In the language of first order logic (FOL), is it possible to include an infinitely long disjunction, such as (1)?

\begin{equation}\tag{1}a_1\lor a_2\lor a_3\lor\dots\end{equation}


Self answer:

Suppose that an infinitely long disjunction (1) exists.

\begin{equation}\tag{1}a_1\lor a_2\lor a_3\lor\dots\end{equation}

Then consider an infinite collection of formulae (2), consisting of the negation of each instance of the disjunction.

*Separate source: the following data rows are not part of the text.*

// SPDX-License-Identifier: MPL-2.0
// This Source Code Form is subject to the terms of the Mozilla Public
// License, v. 2.0. If a copy of the MPL was not distributed with this
// file, You can obtain one at https://mozilla.org/MPL/2.0/.

//! Transport adapters performing one network round-trip per poll.
//!
//! A [`Transport`] fetches the raw state of a device and classifies any
//! failure as a [`TransportError`]. Transports never retry: retry and
//! backoff belong to the poll scheduler.
//!
//! # Transports
//!
//! - [`HttpTransport`]: HTTP GET/POST against a REST endpoint (feature `http`)
//! - [`MqttTransport`]: request/response over MQTT topics (feature `mqtt`)
//! - [`ModbusTransport`]: register block read over Modbus TCP (feature `modbus`)

#[cfg(feature = "http")]
mod http;
#[cfg(feature = "modbus")]
mod modbus;
#[cfg(feature = "mqtt")]
mod mqtt;

#[cfg(feature = "http")]
pub use http::{HttpMethod, HttpTransport, HttpTransportBuilder};
#[cfg(feature = "modbus")]
pub use modbus::{ModbusTransport, RegisterKind};
#[cfg(feature = "mqtt")]
pub use mqtt::{MqttTransport, MqttTransportBuilder};

use std::future::Future;
use std::time::Duration;

use serde::{Deserialize, Serialize};

use crate::error::TransportError;

/// Authentication credentials for a device or broker.
#[derive(Clone, PartialEq, Eq, Serialize, Deserialize)]
pub struct Credentials {
    /// Username for authentication.
    pub username: String,
    /// Password or API token.
    pub password: String,
}

impl Credentials {
    /// Creates credentials.
    #[must_use]
    pub fn new(username: impl Into<String>, password: impl Into<String>) -> Self {
        Self {
            username: username.into(),
            password: password.into(),
        }
    }
}

impl std::fmt::Debug for Credentials {
    fn fmt(&self, f: &mut std::fmt::Formatter<'_>) -> std::fmt::Result {
        f.debug_struct("Credentials")
            .field("username", &self.username)
            .field("password", &"***")
            .finish()
    }
}

/// One network round-trip to a device.
///
/// Implementations must honour `timeout` and must report every failure as a
/// [`TransportError`] instead of panicking.
///
/// # Examples
///
/// A transport serving a canned payload, handy in tests:
///
/// ```
/// use std::future::Future;
/// use std::time::Duration;
/// use pollsync_lib::error::TransportError;
/// use pollsync_lib::protocol::{Credentials, Transport};
///
/// struct Canned(&'static [u8]);
///
/// impl Transport for Canned {
///     fn fetch(
///         &self,
///         _address: &str,
///         _credentials: Option<&Credentials>,
///         _timeout: Duration,
///     ) -> impl Future<Output = Result<Vec<u8>, TransportError>> + Send {
///         let body = self.0.to_vec();
///         async move { Ok(body) }
///     }
/// }
/// ```
pub trait Transport: Send + Sync + 'static {
    /// Fetches the raw device state.
    ///
    /// # Arguments
    ///
    /// * `address` - Device address (host, URL, topic) from the device configuration
    /// * `credentials` - Optional credentials from the device configuration
    /// * `timeout` - Upper bound for the whole round-trip
    fn fetch(
        &self,
        address: &str,
        credentials: Option<&Credentials>,
        timeout: Duration,
    ) -> impl Future<Output = Result<Vec<u8>, TransportError>> + Send;
}
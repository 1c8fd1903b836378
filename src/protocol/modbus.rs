// SPDX-License-Identifier: MPL-2.0
// This Source Code Form is subject to the terms of the Mozilla Public
// License, v. 2.0. If a copy of the MPL was not distributed with this
// file, You can obtain one at https://mozilla.org/MPL/2.0/.

//! Modbus TCP transport.

use std::future::Future;
use std::net::SocketAddr;
use std::time::Duration;

use tokio_modbus::client::Reader;
use tokio_modbus::slave::Slave;

use crate::error::TransportError;
use crate::protocol::{Credentials, Transport};

/// Modbus TCP default port.
const DEFAULT_PORT: u16 = 502;

/// Register table to read from.
#[derive(Debug, Clone, Copy, PartialEq, Eq, Default)]
pub enum RegisterKind {
    /// Holding registers (function code 3).
    #[default]
    Holding,
    /// Input registers (function code 4).
    Input,
}

/// Transport reading one block of registers over Modbus TCP.
///
/// The device address is `host` or `host:port` (default port 502). The
/// registers are returned as big-endian bytes, two per register, ready for
/// [`RegisterDecoder`](crate::decoder::RegisterDecoder). Credentials are
/// ignored: Modbus has no authentication.
///
/// # Examples
///
/// ```
/// use pollsync_lib::protocol::{ModbusTransport, RegisterKind};
///
/// // E3DC simple-mode block: 40001..40104
/// let transport = ModbusTransport::new(40000, 104)
///     .with_kind(RegisterKind::Holding)
///     .with_unit_id(1);
/// assert_eq!(transport.register_count(), 104);
/// ```
#[derive(Debug, Clone)]
pub struct ModbusTransport {
    start: u16,
    count: u16,
    kind: RegisterKind,
    unit_id: Option<u8>,
}

impl ModbusTransport {
    /// Creates a transport reading `count` registers starting at `start`
    /// (zero-based protocol address).
    #[must_use]
    pub fn new(start: u16, count: u16) -> Self {
        Self {
            start,
            count,
            kind: RegisterKind::default(),
            unit_id: None,
        }
    }

    /// Sets the register table.
    #[must_use]
    pub fn with_kind(mut self, kind: RegisterKind) -> Self {
        self.kind = kind;
        self
    }

    /// Sets the Modbus unit (slave) id.
    #[must_use]
    pub fn with_unit_id(mut self, unit_id: u8) -> Self {
        self.unit_id = Some(unit_id);
        self
    }

    /// Returns the number of registers read per fetch.
    #[must_use]
    pub fn register_count(&self) -> u16 {
        self.count
    }

    async fn read_block(&self, address: &str) -> Result<Vec<u8>, TransportError> {
        let socket_addr = resolve(address).await?;

        let mut ctx = match self.unit_id {
            Some(unit) => tokio_modbus::client::tcp::connect_slave(socket_addr, Slave(unit)).await,
            None => tokio_modbus::client::tcp::connect(socket_addr).await,
        }
        .map_err(|e| match e.kind() {
            std::io::ErrorKind::ConnectionRefused | std::io::ErrorKind::ConnectionReset => {
                TransportError::connection_refused(e.to_string())
            }
            _ => TransportError::other(e.to_string()),
        })?;

        let response = match self.kind {
            RegisterKind::Holding => ctx.read_holding_registers(self.start, self.count).await,
            RegisterKind::Input => ctx.read_input_registers(self.start, self.count).await,
        };

        let words = match response {
            Ok(Ok(words)) => words,
            Ok(Err(exception)) => {
                return Err(TransportError::other(format!(
                    "device answered with exception {exception:?}"
                )));
            }
            Err(e) => return Err(TransportError::other(format!("modbus read failed: {e:?}"))),
        };

        tracing::trace!(%address, registers = words.len(), "Read Modbus register block");

        Ok(words.iter().flat_map(|w| w.to_be_bytes()).collect())
    }
}

impl Transport for ModbusTransport {
    fn fetch(
        &self,
        address: &str,
        _credentials: Option<&Credentials>,
        timeout: Duration,
    ) -> impl Future<Output = Result<Vec<u8>, TransportError>> + Send {
        let address = address.to_string();
        async move {
            tokio::time::timeout(timeout, self.read_block(&address))
                .await
                .map_err(|_| TransportError::timeout(timeout))?
        }
    }
}

/// Resolves `host[:port]` to a socket address.
async fn resolve(address: &str) -> Result<SocketAddr, TransportError> {
    let target = if address.contains(':') {
        address.to_string()
    } else {
        format!("{address}:{DEFAULT_PORT}")
    };

    tokio::net::lookup_host(&target)
        .await
        .map_err(|e| TransportError::other(format!("cannot resolve {target}: {e}")))?
        .next()
        .ok_or_else(|| TransportError::other(format!("no address for {target}")))
}
// SPDX-License-Identifier: MPL-2.0
// This Source Code Form is subject to the terms of the Mozilla Public
// License, v. 2.0. If a copy of the MPL was not distributed with this
// file, You can obtain one at https://mozilla.org/MPL/2.0/.

//! Sink event types.

use crate::snapshot::ChannelDelta;
use crate::types::DeviceId;

use super::DeviceStatus;

/// Events broadcast by the [`EventBus`](super::EventBus) sink.
///
/// # Examples
///
/// ```
/// use pollsync_lib::sink::{DeviceStatus, SinkEvent};
/// use pollsync_lib::snapshot::ChannelDelta;
/// use pollsync_lib::types::DeviceId;
///
/// let device_id = DeviceId::new("inverter");
///
/// let update = SinkEvent::channel_updated(device_id.clone(), ChannelDelta::new("power", 812.5));
/// let status = SinkEvent::status_changed(device_id, DeviceStatus::Online);
///
/// assert!(update.is_channel_update());
/// assert!(status.is_status_change());
/// ```
#[derive(Debug, Clone, PartialEq, serde::Serialize, serde::Deserialize)]
#[serde(tag = "event", rename_all = "snake_case")]
pub enum SinkEvent {
    /// A channel changed value.
    ChannelUpdated {
        /// The device the channel belongs to.
        device_id: DeviceId,
        /// The changed channel.
        delta: ChannelDelta,
    },

    /// The device status changed.
    StatusChanged {
        /// The device.
        device_id: DeviceId,
        /// The new status.
        status: DeviceStatus,
    },
}

impl SinkEvent {
    /// Returns the device ID associated with this event.
    #[must_use]
    pub fn device_id(&self) -> &DeviceId {
        match self {
            Self::ChannelUpdated { device_id, .. } | Self::StatusChanged { device_id, .. } => {
                device_id
            }
        }
    }

    /// Returns `true` if this is a channel update.
    #[must_use]
    pub fn is_channel_update(&self) -> bool {
        matches!(self, Self::ChannelUpdated { .. })
    }

    /// Returns `true` if this is a status change.
    #[must_use]
    pub fn is_status_change(&self) -> bool {
        matches!(self, Self::StatusChanged { .. })
    }

    /// Creates a channel update event.
    #[must_use]
    pub fn channel_updated(device_id: DeviceId, delta: ChannelDelta) -> Self {
        Self::ChannelUpdated { device_id, delta }
    }

    /// Creates a status change event.
    #[must_use]
    pub fn status_changed(device_id: DeviceId, status: DeviceStatus) -> Self {
        Self::StatusChanged { device_id, status }
    }
}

\begin{equation}\tag{2}\{\lnot a_1,\lnot a_2,\lnot a_3,\dots\}\end{equation}

A theory $T$ consisting of (1) and all the formulae in (2) will necessarily be unsatisfiable, as each negated propositional atom $a_i$, cannot be satisfied unless the atom is false, which implies that the infinite disjunction is false.

However, every finite subset of formulae in $T$ will be satisfiable, (e.g. $\lnot a_1\land(a_1\lor a_2\lor a_3\lor\dots)$), so by compactness, the set comprising all formulae in the theory will be satisfiable.

This is a contradiction, so it is not the case that an infinite disjunction can be defined in FOL.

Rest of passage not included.